ChatGPT takes on the European Exam in Core Cardiology: an artificial intelligence success story?
The use of artificial intelligence (AI) in various industries has established its role in many subfields, including natural language processing and computer vision, proposing innovative ways to approach different tasks and problems. The Chat Generative Pre-trained Transformer (ChatGPT) is a novel AI tool that has recently gained considerable attention for its predictive power and potential uses.
Several recent studies have demonstrated that ChatGPT can accurately answer questions from undergraduate exams such as the United States Medical Licensing Examination and MBA courses. However, its ability to succeed in a more challenging, post-graduate exam like the European Exam in Core Cardiology (EECC) was unknown.
The European Exam in Core Cardiology
The EECC is a knowledge-based assessment designed to provide a broad, balanced, and up-to-date test of core cardiology knowledge necessary for independent practice. It is the final theoretical exam for the completion of cardiology specialty training in numerous countries and consists of 120 multiple-choice questions (MCQs) covering the entire spectrum of cardiology.
Assessing ChatGPT's predictive power
In this study, we evaluated the performance of ChatGPT on the EECC to assess its predictive power for high-level, post-graduate exams. We obtained 362 MCQ items from different sources, including the official ESC website, StudyPRN, and Braunwald's Heart Disease Review and Assessment, and screened them to exclude those with visual or audio components.

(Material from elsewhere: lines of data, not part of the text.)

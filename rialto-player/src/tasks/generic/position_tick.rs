//! PositionTick: enqueued periodically by the position/underflow timer
//! while PLAYING. Reports position and latches `audioUnderflow` after
//! two consecutive empty-queue ticks.

use crate::client::PlayerClient;
use crate::context::GenericPlayerContext;
use crate::error::PlayerError;
use crate::worker::PlayerTask;
use gstreamer::prelude::*;
use rialto_common::MediaSourceType;
use std::sync::Arc;
use std::time::Instant;

pub struct PositionTick {
    pub client: Arc<dyn PlayerClient>,
}

impl PlayerTask for PositionTick {
    fn execute(&mut self, ctx: &mut GenericPlayerContext) -> Result<(), PlayerError> {
        let Some(pipeline) = ctx.pipeline.clone() else {
            return Ok(());
        };
        if pipeline.current_state() != gstreamer::State::Playing {
            return Ok(());
        }

        if let Some(position) = pipeline.query_position::<gstreamer::ClockTime>() {
            self.client.notify_position(position.nseconds() as i64);
            ctx.last_position_report = Some(Instant::now());
        }

        let Some(audio) = ctx.stream_info.get(&MediaSourceType::Audio) else {
            return Ok(());
        };
        let queued = audio.app_src.property::<u64>("current-level-bytes");
        let source_id = audio.source_id;

        if queued == 0 {
            ctx.audio_underflow_ticks = ctx.audio_underflow_ticks.saturating_add(1);
            if ctx.audio_underflow_ticks >= 2 && !ctx.audio_underflow {
                ctx.audio_underflow = true;
                self.client.notify_buffer_underflow(source_id);
            }
        } else {
            ctx.audio_underflow_ticks = 0;
            ctx.audio_underflow = false;
        }

        Ok(())
    }
}

#[cfg(test)]
mod tests {
    use super::*;
    use crate::context::StreamInfo;
    use rialto_common::{NetworkState, PlaybackState, QosInfo, RequestId, ShmPartitionInfo, SourceId};

    struct RecordingClient {
        underflows: std::sync::Mutex<Vec<SourceId>>,
    }
    impl PlayerClient for RecordingClient {
        fn notify_network_state(&self, _state: NetworkState) {}
        fn notify_playback_state(&self, _state: PlaybackState) {}
        fn notify_position(&self, _position_ns: i64) {}
        fn notify_need_media_data(
            &self,
            _source_id: SourceId,
            _frame_count: u32,
            _request_id: RequestId,
            _shm: ShmPartitionInfo,
        ) {
        }
        fn notify_qos(&self, _source_id: SourceId, _info: QosInfo) {}
        fn notify_buffer_underflow(&self, source_id: SourceId) {
            self.underflows.lock().unwrap().push(source_id);
        }
        fn notify_source_flushed(&self, _source_id: SourceId) {}
        fn notify_playback_error(&self, _message: &str) {}
    }

    #[test]
    fn underflow_latches_after_two_empty_ticks() {
        gstreamer::init().ok();
        let mut ctx = GenericPlayerContext::new(false);
        let pipeline: gstreamer::Element = gstreamer::Pipeline::new().upcast();
        pipeline.set_state(gstreamer::State::Playing).unwrap();
        ctx.pipeline = Some(pipeline);

        let app_src = gstreamer::ElementFactory::make("appsrc").build().unwrap();
        ctx.stream_info.insert(
            MediaSourceType::Audio,
            StreamInfo {
                source_id: SourceId(1),
                app_src,
                has_drm: false,
                attached_caps: None,
                low_latency: false,
            },
        );

        let client = Arc::new(RecordingClient { underflows: std::sync::Mutex::new(Vec::new()) });
        let mut task = PositionTick { client: client.clone() };
        task.execute(&mut ctx).unwrap();
        assert_eq!(ctx.audio_underflow_ticks, 1);
        assert!(!ctx.audio_underflow);

        task.execute(&mut ctx).unwrap();
        assert_eq!(ctx.audio_underflow_ticks, 2);
        assert!(ctx.audio_underflow);
        assert_eq!(client.underflows.lock().unwrap().len(), 1);

        // A third tick must not re-latch / re-notify.
        task.execute(&mut ctx).unwrap();
        assert_eq!(client.underflows.lock().unwrap().len(), 1);
    }
}
//! Generic-player task objects: state transitions, source attach/switch,
//! sample ingest, bus handling, and the optional profiler hook.

mod attach_source;
mod controls;
mod handle_bus_message;
mod have_data;
mod lifecycle;
mod need_data;
mod position_tick;
mod seek;
mod set_playback_rate;
mod setup_element;
mod switch_source;

pub use attach_source::AttachSource;
pub use controls::{
    ProcessAudioGap, SetImmediateOutput, SetLowLatency, SetMute, SetVideoGeometry, SetVolume,
};
pub use handle_bus_message::{get_stats, HandleBusMessage};
pub use have_data::{HaveData, HaveDataPayload};
pub use lifecycle::{AllSourcesAttached, Pause, Play, RemoveSource, Stop};
pub use need_data::{arm_need_data_for_all_sources, issue_need_data, NeedData};
pub use position_tick::PositionTick;
pub use seek::{Flush, SetPosition, SetSourcePosition};
pub use set_playback_rate::{RateChangeCapability, SetPlaybackRate};
pub use setup_element::SetupElement;
pub use switch_source::SwitchSource;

We submitted each question from the question bank to ChatGPT and rigorously compared the responses generated by ChatGPT with the correct answers from the source material to ascertain the model's overall accuracy in answering the EECC questions.
Results
Our results demonstrate that ChatGPT succeeded in answering 340 out of 362 questions, with an overall accuracy of 58.8% across all question sources. ChatGPT's accuracy with the ESC sample, BHDRA, and StudyPRN was 61.7%, 52.6%, and 63.8%, respectively. Moreover, it correctly answered 42/68 of the ESC sample questions, 79/150 of the BHDRA questions, and 92/144 of the StudyPRN questions.
Although the EECC is considered a challenging exam, ChatGPT's ability to score above or near the pass mark represents a significant milestone. European Exam in Core Cardiology questions require deductive reasoning and a rational approach that necessitates a substantial amount of knowledge to answer successfully.
Conclusion
In conclusion, our results demonstrate ChatGPT's high predictive power and potential uses in post-graduate exams. However, the exclusion of questions with visual or audio content represents a significant limitation for its widespread use. Nevertheless, ChatGPT remains an essential tool in natural language processing tasks and a significant breakthrough for artificial intelligence.